I just got back from San Diego, where I attended the ETech 2008 and presented the brand new New York Talk Exchange project, and I would like to offer my insider round up of the best of the best of the conference.

This year the focus was on “the brand new tech that’s tweaking how we are seen as individuals, how we choose to channel and divert our energy and attention, and what influences our perspective on the world around us.” In other words the eye was on the alpha geeks, as Tim O’Reilly calls them, who are working on ideas that are still in a early development phase, far from the publicity of the mainstream media and blogs but that will truly change our lives when they (or we) will hit maturity.

Day 1.

Tom Carden of stamen design gave a thorough introduction to data visualization. One by one, he presented different projects by stamen — Trulia Hindsight, Oakland Crimespotting, Backchannel, Digg Arc, Digg Stack — and others — Chris Jordan, the Dopplr Blog, the Graphviz and TouchGraph libraries, and geobloggers — to discuss what is data visualization and what are the best practices when starting to work on a new dataset. In particular, he suggested to try to visualize as much as possible of the the raw dataset, without filtering out any information. He also suggested that it is important to visualize the implicit information that is hidden in the data, and that it is vitally important to allow the user to interact with the data adding sliders whenever it is possible.

The evening events included a quite boring Facebook application session, where 6 facebook apps and 4 opensocial apps where presented. After that it was time for a great Tim O’Reilly to kick start the conference. His 30-minute speech was truly inspiring. After that the Ignite started: 8 presenters, 5 minutes and 15 slides each, to introduce their works and their ideas. Among them my favourites where Saul Griffith, Matt Webb, and Scotto Moore.

Day 2.

During the morning keynote Eric Rodenbeck, creative director of again stamen design, argued that data visualization can be no longer considered just a tool for scientists and analyst who needs to explore large sets of data. In fact, data visualization is becoming a medium on its own, and as such it has a profound expressive potential. I believe this is a crucial issue: until now data viz has been used as a one-way tool to deploy pre-digested and pre-formatted information, and the user had no other choice than to read what the creator of the visualization decided to show. Now, however, as more people become aware of the unique potential of data visualization, the flow does not have to be one-way any longer, and even passionate users can contribute to capture the information hidden in the data with the help of social data visualizations.

Peter Norvig of Google presented different data-driven models for image searching and language translations. From finding a meaningful picture of a Starbucks coffee cup, to translating from Chinese to English, he explained that it is often easier to leverage the huge amount of data available on the Internet rather then foolishly try to find the perfect algorithm. For example, extracting different features from images tagged “starbucks”, clustering them together, and selecting the centre of their proximity graph will generate the desired result, without having to build complex image analysis algorithms. In the same way, selecting the correct semantic connotation of a Chinese word can be quite difficult if we try to actually understand the semantic meaning of the sentence, but it becomes quite easy when using a simple probabilistic model together with short text translations scraped from the Internet.
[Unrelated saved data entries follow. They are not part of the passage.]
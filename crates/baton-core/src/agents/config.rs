//! Agent Configuration
//!
//! Configuration types for defining agents and their behavior.

use crate::error::{Error, Result};
use baton_llm::{Capability, ThinkLevel};
use serde::{Deserialize, Serialize};
use std::collections::BTreeSet;

/// `max_recursions` value that disables the budget
pub const UNLIMITED_RECURSIONS: i32 = -1;

/// Default tool-round budget
#[must_use]
pub fn default_max_recursions() -> i32 {
    10
}

/// Agent configuration
#[derive(Debug, Clone, PartialEq, Serialize, Deserialize)]
pub struct AgentConfig {
    /// Agent name (filled from the config key when omitted)
    #[serde(default)]
    pub name: String,
    /// Model reference (key under `[models]`)
    pub model: String,
    /// Enabled embedded tools; `*` enables all of them
    #[serde(default, skip_serializing_if = "BTreeSet::is_empty")]
    pub tools: BTreeSet<String>,
    /// Capability flags
    #[serde(default, skip_serializing_if = "BTreeSet::is_empty")]
    pub capabilities: BTreeSet<Capability>,
    /// System prompt reference (key under `[system_prompts]`)
    #[serde(default, skip_serializing_if = "Option::is_none")]
    pub system_prompt: Option<String>,
    /// Template reference (key under `[templates]`)
    #[serde(default, skip_serializing_if = "Option::is_none")]
    pub template: Option<String>,
    /// Search engine reference (key under `[search_engines]`)
    #[serde(default, skip_serializing_if = "Option::is_none")]
    pub search: Option<String>,
    /// Tool-round budget; -1 for none
    #[serde(default = "default_max_recursions")]
    pub max_recursions: i32,
    /// Reasoning effort
    #[serde(default)]
    pub think: ThinkLevel,
}

impl AgentConfig {
    /// Create an agent with defaults
    pub fn new(name: impl Into<String>, model: impl Into<String>) -> Self {
        Self {
            name: name.into(),
            model: model.into(),
            tools: BTreeSet::new(),
            capabilities: BTreeSet::new(),
            system_prompt: None,
            template: None,
            search: None,
            max_recursions: default_max_recursions(),
            think: ThinkLevel::Off,
        }
    }

    /// Enable embedded tools
    #[must_use]
    pub fn with_tools(mut self, tools: impl IntoIterator<Item = impl Into<String>>) -> Self {
        self.tools.extend(tools.into_iter().map(Into::into));
        self
    }

    /// Enable a capability
    #[must_use]
    pub fn with_capability(mut self, capability: Capability) -> Self {
        self.capabilities.insert(capability);
        self
    }

    /// Set the system prompt reference
    #[must_use]
    pub fn with_system_prompt(mut self, name: impl Into<String>) -> Self {
        self.system_prompt = Some(name.into());
        self
    }

    /// Set the template reference
    #[must_use]
    pub fn with_template(mut self, name: impl Into<String>) -> Self {
        self.template = Some(name.into());
        self
    }

    /// Set the search engine reference
    #[must_use]
    pub fn with_search(mut self, name: impl Into<String>) -> Self {
        self.search = Some(name.into());
        self
    }

    /// Set the tool-round budget
    #[must_use]
    pub fn with_max_recursions(mut self, max_recursions: i32) -> Self {
        self.max_recursions = max_recursions;
        self
    }

    /// Set the reasoning effort
    #[must_use]
    pub fn with_think(mut self, think: ThinkLevel) -> Self {
        self.think = think;
        self
    }

    /// Whether a capability is enabled
    pub fn has_capability(&self, capability: Capability) -> bool {
        self.capabilities.contains(&capability)
    }

    /// Whether an embedded tool is enabled for this agent
    pub fn is_tool_allowed(&self, tool_name: &str) -> bool {
        self.tools.contains("*") || self.tools.contains(tool_name)
    }

    /// Whether the budget is unlimited
    pub fn is_unlimited(&self) -> bool {
        self.max_recursions == UNLIMITED_RECURSIONS
    }

    /// Check the definition is usable on its own
    ///
    /// Cross-references (model, search engine) are checked by the store.
    pub fn validate(&self) -> Result<()> {
        if self.name.trim().is_empty() {
            return Err(Error::InvalidConfig {
                field: "agents.<name>".to_string(),
                message: "agent name must not be empty".to_string(),
            });
        }
        if self.model.trim().is_empty() {
            return Err(Error::InvalidConfig {
                field: format!("agents.{}.model", self.name),
                message: "model reference must not be empty".to_string(),
            });
        }
        if self.max_recursions != UNLIMITED_RECURSIONS && self.max_recursions <= 0 {
            return Err(Error::InvalidConfig {
                field: format!("agents.{}.max_recursions", self.name),
                message: format!(
                    "must be -1 (unlimited) or greater than 0, got {}",
                    self.max_recursions
                ),
            });
        }
        Ok(())
    }
}
//! Workflow CLI commands
//!
//! `baton workflow` - Validate and run master/worker pipelines

use super::WorkflowCommands;
use crate::app::App;
use anyhow::{Context, Result};
use baton_core::workflow::{load_workflow, WorkflowAgent};
use baton_core::{Error, WorkflowOrchestrator};
use baton_tools::mcp::InitOptions;
use std::path::Path;
use std::sync::Arc;

/// Run workflow command
pub async fn run(app: &App, cmd: WorkflowCommands) -> Result<()> {
    match cmd {
        WorkflowCommands::Validate { file } => {
            let agents = load(app, file.as_deref())?;
            baton_core::workflow::validate(&agents, app.store.as_ref()).await?;
            println!("✅ Workflow is valid ({} stages)", agents.len());
            for (index, agent) in agents.iter().enumerate() {
                println!(
                    "   {}. {} [{}] model: {}",
                    index + 1,
                    agent.name,
                    agent.role.as_str(),
                    agent.model
                );
            }
            Ok(())
        }
        WorkflowCommands::Run {
            prompt,
            file,
            dry_run,
        } => execute(app, &prompt, file.as_deref(), dry_run).await,
    }
}

fn load(app: &App, file: Option<&Path>) -> Result<Vec<WorkflowAgent>> {
    match file {
        Some(path) => load_workflow(path)
            .with_context(|| format!("Failed to load workflow {}", path.display())),
        None => Ok(app.config.workflow.clone()),
    }
}

async fn execute(app: &App, prompt: &str, file: Option<&Path>, dry_run: bool) -> Result<()> {
    let agents = load(app, file)?;
    // Reject a bad pipeline before any MCP server process is spawned
    baton_core::workflow::validate(&agents, app.store.as_ref()).await?;

    let mcp = if agents.iter().any(|a| a.tools) && !dry_run {
        let client = Arc::new(app.mcp_client()?);
        client.init(InitOptions::default()).await.map_err(Error::from)?;
        Some(client)
    } else {
        None
    };

    let runner = Arc::new(app.runner(app.backend(dry_run), mcp.clone()));
    let result = WorkflowOrchestrator::new(runner).execute(&agents, prompt).await;

    if let Some(client) = mcp {
        client.close().await;
    }

    let report = result?;
    for stage in &report.stages {
        println!(
            "✅ {} → {} ({} steps, {} ms)",
            stage.name,
            stage.output_file.display(),
            stage.turns,
            stage.duration_ms
        );
    }
    if let Some(text) = report.final_text() {
        println!();
        println!("{text}");
    }
    Ok(())
}

#[cfg(test)]
mod tests {
    use super::*;

    #[tokio::test]
    async fn test_invalid_workflow_rejected_before_mcp() {
        let dir = tempfile::tempdir().unwrap();
        let mut app = App::load(dir.path().join("missing.toml")).unwrap();
        // Unreadable manifest: touching MCP at all would fail differently
        app.config.mcp.manifest = dir.path().to_path_buf();

        let mut planner = WorkflowAgent::master("planner", "fast", "plan");
        planner.tools = true;
        app.config.workflow = vec![planner.clone(), planner];

        let err = execute(&app, "seed", None, false).await.unwrap_err();
        assert!(matches!(
            err.downcast_ref::<Error>(),
            Some(Error::InvalidWorkflow(_))
        ));
    }
}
Paul Torrens described his work in modelling crowd behaviour. I was particularly fascinated by his research because it has strong ties with what we do at the . However, while we use a data-driven approach by collecting and analysing massive amount of data to understand how city dynamics are evolving in the urban environment, he instead starts from a agent-based descriptive model of how people move around the city, in normal conditions as well as in the case of an emergency, in order to develop tools that will help architects and urban planner in creating safer environments. Paul even run some motion capture experiments to calculate parameters as the average acceleration and deceleration of a person while walking, and added constraints to the behaviour of particular agents like a mother-son relationship where the two agents will do everything to find each other if separated.

Day 3.

Tom Coates of Yahoo! Brickhouse presented Fire Eagle. The aim of Fire Eagle is to enable location-based services that (a) manifest everywhere the network touches, (b) work seamlessly with each other, and (c) decouple the creation and use of data. Given different services that allow to get your position (like a GPS device, or the WiFi triangulation of the iPhone), and other services that can use such information to provide location-based services, Fire Eagle can work as a middle layer that allows you to define how the information flows from the former to the latter. In particular, you can define the resolution of your location (for example the exact latitude and longitude, or just the city, or the zip code), you can decide with whom to share your location, and more in general you can protect your privacy without having to renounce to such services.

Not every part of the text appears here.